Christmas Eve is Judson's big celebration, said Norvell, who described Christmas Day as "kind of a letdown. People can have a break and be home with their families and just enjoy the time," he said.

Here in the Twin Cities, a number of churches both large and small are skipping Sunday services this week, but most have at least one Christmas Day service planned.

Lifeway's survey found that pastors in the western U.S. and those at the helm of non-denominational churches were among the least likely to hold Sunday services on Christmas Day this year. And nationally, bigger churches (those with 250 or more in attendance) were 12% more likely than small ones (those with 50 or fewer) to keep Sunday services on the schedule this Christmas Day.

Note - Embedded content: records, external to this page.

//! 配置基础设施
//!
//! 配置从 TOML 文件加载，找不到文件时使用默认值。

use serde::{Deserialize, Serialize};
use std::fs;
use std::path::{Path, PathBuf};

/// 指定配置文件路径的环境变量
pub const CONFIG_ENV: &str = "ESTOQUE_CONFIG";

/// 系统配置结构
#[derive(Debug, Clone, Default, Serialize, Deserialize)]
#[serde(default)]
pub struct Config {
    /// 存储配置
    pub storage: StorageConfig,
    /// 库存配置
    pub inventory: InventoryConfig,
    /// HTTP 服务配置
    pub http: HttpConfig,
    /// 日志配置
    pub logging: LoggingConfig,
}

/// 存储后端
#[derive(Debug, Clone, Copy, PartialEq, Eq, Serialize, Deserialize)]
#[serde(rename_all = "snake_case")]
pub enum StorageBackend {
    File,
    Memory,
}

/// 存储配置
#[derive(Debug, Clone, Serialize, Deserialize)]
#[serde(default)]
pub struct StorageConfig {
    pub backend: StorageBackend,
    /// 数据目录
    pub data_dir: PathBuf,
    /// 产品快照的键
    pub products_key: String,
}

/// 产品编码生成策略
#[derive(Debug, Clone, Copy, Default, PartialEq, Eq, Serialize, Deserialize)]
#[serde(rename_all = "snake_case")]
pub enum CodeStrategy {
    /// `P` + 当前列表长度 + 1，删除后可能重复
    #[default]
    ListLength,
    /// 持久化的递增序号，不会重复
    Monotonic,
}

/// 库存配置
#[derive(Debug, Clone, Serialize, Deserialize)]
#[serde(default)]
pub struct InventoryConfig {
    /// 每页条数
    pub page_size: usize,
    pub code_strategy: CodeStrategy,
}

/// HTTP 服务配置
#[derive(Debug, Clone, Serialize, Deserialize)]
#[serde(default)]
pub struct HttpConfig {
    pub bind_address: String,
    pub port: u16,
    /// 请求超时时间（秒）
    pub timeout_seconds: u64,
}

/// 日志配置
#[derive(Debug, Clone, Serialize, Deserialize)]
#[serde(default)]
pub struct LoggingConfig {
    /// 日志级别 (trace, debug, info, warn, error)
    pub level: String,
}

impl Default for StorageConfig {
    fn default() -> Self {
        Self {
            backend: StorageBackend::File,
            data_dir: PathBuf::from("./data"),
            products_key: "ia_sistem_produtos".to_string(),
        }
    }
}

impl Default for InventoryConfig {
    fn default() -> Self {
        Self {
            page_size: 10,
            code_strategy: CodeStrategy::ListLength,
        }
    }
}

impl Default for HttpConfig {
    fn default() -> Self {
        Self {
            bind_address: "127.0.0.1".to_string(),
            port: 3001,
            timeout_seconds: 30,
        }
    }
}

impl Default for LoggingConfig {
    fn default() -> Self {
        Self {
            level: "info".to_string(),
        }
    }
}

impl Config {
    /// 从配置文件加载配置
    pub fn load_from_file<P: AsRef<Path>>(path: P) -> Result<Self, ConfigError> {
        let content =
            fs::read_to_string(path.as_ref()).map_err(|e| ConfigError::FileRead(e.to_string()))?;

        let config: Config =
            toml::from_str(&content).map_err(|e| ConfigError::Parse(e.to_string()))?;

        Ok(config)
    }

    /// 保存配置到文件
    pub fn save_to_file<P: AsRef<Path>>(&self, path: P) -> Result<(), ConfigError> {
        let content =
            toml::to_string_pretty(self).map_err(|e| ConfigError::Serialize(e.to_string()))?;

        if let Some(parent) = path.as_ref().parent() {
            fs::create_dir_all(parent).map_err(|e| ConfigError::FileWrite(e.to_string()))?;
        }

        fs::write(path.as_ref(), content).map_err(|e| ConfigError::FileWrite(e.to_string()))?;

        Ok(())
    }

    /// 验证配置的有效性
    pub fn validate(&self) -> Result<(), ConfigError> {
        let key = self.storage.products_key.as_str();
        if key.is_empty() || key.contains(['/', '\\']) {
            return Err(ConfigError::Validation(format!(
                "无效的产品快照键: {:?}",
                key
            )));
        }

        if self.inventory.page_size == 0 {
            return Err(ConfigError::Validation("每页条数必须大于0".to_string()));
        }

        if self.http.port == 0 {
            return Err(ConfigError::Validation("HTTP端口必须大于0".to_string()));
        }
        if self.http.bind_address.is_empty() {
            return Err(ConfigError::Validation("绑定地址不能为空".to_string()));
        }

        let valid_levels = ["trace", "debug", "info", "warn", "error"];
        if !valid_levels.contains(&self.logging.level.as_str()) {
            return Err(ConfigError::Validation(format!(
                "无效的日志级别: {}，有效值: {:?}",
                self.logging.level, valid_levels
            )));
        }

        Ok(())
    }

    /// HTTP 监听地址，形如 `127.0.0.1:3001`
    pub fn listen_address(&self) -> String {
        format!("{}:{}", self.http.bind_address, self.http.port)
    }
}

/// 配置错误类型
#[derive(Debug, thiserror::Error)]
pub enum ConfigError {
    #[error("文件读取错误: {0}")]
    FileRead(String),
    #[error("文件写入错误: {0}")]
    FileWrite(String),
    #[error("配置解析错误: {0}")]
    Parse(String),
    #[error("配置序列化错误: {0}")]
    Serialize(String),
    #[error("配置验证错误: {0}")]
    Validation(String),
}

/// 配置文件的查找顺序：环境变量、`config.toml`、`./config/config.toml`
fn candidate_paths() -> Vec<PathBuf> {
    let mut paths = Vec::new();
    if let Ok(path) = std::env::var(CONFIG_ENV) {
        if !path.trim().is_empty() {
            paths.push(PathBuf::from(path));
        }
    }
    paths.push(PathBuf::from("config.toml"));
    paths.push(PathBuf::from("./config/config.toml"));
    paths
}

/// 从文件或默认值加载并验证配置
///
/// 返回配置以及实际使用的文件路径（使用默认值时为 `None`）。
pub fn load_config() -> Result<(Config, Option<PathBuf>), ConfigError> {
    for path in candidate_paths() {
        if path.exists() {
            let config = Config::load_from_file(&path)?;
            config.validate()?;
            return Ok((config, Some(path)));
        }
    }

    let config = Config::default();
    config.validate()?;
    Ok((config, None))
}

#[cfg(test)]
mod tests {
    use super::*;
    use tempfile::tempdir;

    #[test]
    fn test_default_config() {
        let config = Config::default();
        assert_eq!(config.storage.products_key, "ia_sistem_produtos");
        assert_eq!(config.inventory.page_size, 10);
        assert_eq!(config.inventory.code_strategy, CodeStrategy::ListLength);
        assert_eq!(config.listen_address(), "127.0.0.1:3001");
        assert!(config.validate().is_ok());
    }

    #[test]
    fn test_config_validation() {
        let mut config = Config::default();
        config.inventory.page_size = 0;
        assert!(config.validate().is_err());

        let mut config = Config::default();
        config.storage.products_key = "a/b".to_string();
        assert!(config.validate().is_err());

        let mut config = Config::default();
        config.logging.level = "verbose".to_string();
        assert!(config.validate().is_err());
    }

    #[test]
    fn test_partial_file_uses_defaults() {
        let config: Config = toml::from_str(
            r#"
            [inventory]
            code_strategy = "monotonic"

            [storage]
            backend = "memory"
            "#,
        )
        .unwrap();

        assert_eq!(config.inventory.code_strategy, CodeStrategy::Monotonic);
        assert_eq!(config.inventory.page_size, 10);
        assert_eq!(config.storage.backend, StorageBackend::Memory);
        assert_eq!(config.http.port, 3001);
    }

    #[test]
    fn test_config_save_load() {
        let dir = tempdir().unwrap();
        let config_path = dir.path().join("conf/test_config.toml");

        let mut config = Config::default();
        config.http.port = 9090;
        config.save_to_file(&config_path).unwrap();

        let loaded = Config::load_from_file(&config_path).unwrap();
        assert_eq!(loaded.http.port, 9090);
        assert_eq!(loaded.storage.data_dir, config.storage.data_dir);
    }
}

Lifeway's researchers only talked to Protestant pastors — at Catholic churches, Sunday Mass is a must. In Minneapolis, the Basilica of St. Mary will have four different services on Christmas Day, some featuring their choir accompanied by brass, strings and organ.

In fact, some local clergy are anticipating that on Christmas Day, members might be even more in need of the connection that a worship service can provide.

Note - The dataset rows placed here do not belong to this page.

//! 核心错误处理模块

use axum::{
    http::StatusCode,
    response::{IntoResponse, Response},
};
use serde::Serialize;
use tracing::error;

use crate::infrastructure::storage::StorageError;

/// 核心错误类型
#[derive(Debug, thiserror::Error)]
pub enum CoreError {
    #[error("produto não encontrado: {0}")]
    NotFound(String),
    #[error("dados inválidos: {}", .0.join("; "))]
    InvalidInput(Vec<String>),
    #[error("falha ao persistir: {0}")]
    Persistence(String),
    #[error("erro interno: {0}")]
    Internal(String),
}

pub type Result<T> = std::result::Result<T, CoreError>;

impl From<StorageError> for CoreError {
    fn from(err: StorageError) -> Self {
        CoreError::Persistence(err.to_string())
    }
}

impl From<validator::ValidationErrors> for CoreError {
    fn from(err: validator::ValidationErrors) -> Self {
        CoreError::InvalidInput(validation_messages(&err))
    }
}

/// 展开字段校验错误为可读消息，按字段名排序
pub fn validation_messages(err: &validator::ValidationErrors) -> Vec<String> {
    let mut fields: Vec<_> = err.field_errors().into_iter().collect();
    fields.sort_by(|a, b| a.0.cmp(&b.0));

    fields
        .into_iter()
        .flat_map(|(_, errors)| {
            errors.iter().map(|error| {
                error
                    .message
                    .as_ref()
                    .map(|msg| msg.to_string())
                    .unwrap_or_else(|| "Campo inválido".to_string())
            })
        })
        .collect()
}

/// 错误响应结构
#[derive(Serialize)]
pub struct ErrorResponse {
    pub success: bool,
    pub error: String,
    pub messages: Vec<String>,
    pub code: u16,
    pub timestamp: String,
}

impl IntoResponse for CoreError {
    fn into_response(self) -> Response {
        let (status, error_code, messages) = match self {
            CoreError::NotFound(id) => (
                StatusCode::NOT_FOUND,
                "NOT_FOUND",
                vec![format!("Produto não encontrado: {}", id)],
            ),
            CoreError::InvalidInput(messages) => {
                (StatusCode::BAD_REQUEST, "INVALID_INPUT", messages)
            }
            CoreError::Persistence(msg) => {
                error!("Persistence error: {}", msg);
                (
                    StatusCode::INTERNAL_SERVER_ERROR,
                    "PERSISTENCE_ERROR",
                    vec!["Erro ao salvar produtos. Tente novamente.".to_string()],
                )
            }
            CoreError::Internal(msg) => {
                error!("Internal error: {}", msg);
                (
                    StatusCode::INTERNAL_SERVER_ERROR,
                    "INTERNAL_SERVER_ERROR",
                    vec!["Erro interno".to_string()],
                )
            }
        };

        let error_response = ErrorResponse {
            success: false,
            error: error_code.to_string(),
            messages,
            code: status.as_u16(),
            timestamp: chrono::Utc::now().to_rfc3339(),
        };

        (status, axum::Json(error_response)).into_response()
    }
}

At Hennepin Avenue United Methodist Church, which will host both an in-person and a Zoom service on Dec. 25, pastors posted an online invitation for their Christmas Day services: "Do you need a bit of revitalization? Do you need a bit of soul and physical nourishment this Christmas Day?" they asked, adding that their two services "will have time to connect to each other, the meaning of Christmas, and an invitation to share your own stories of Christmas, if you so desire."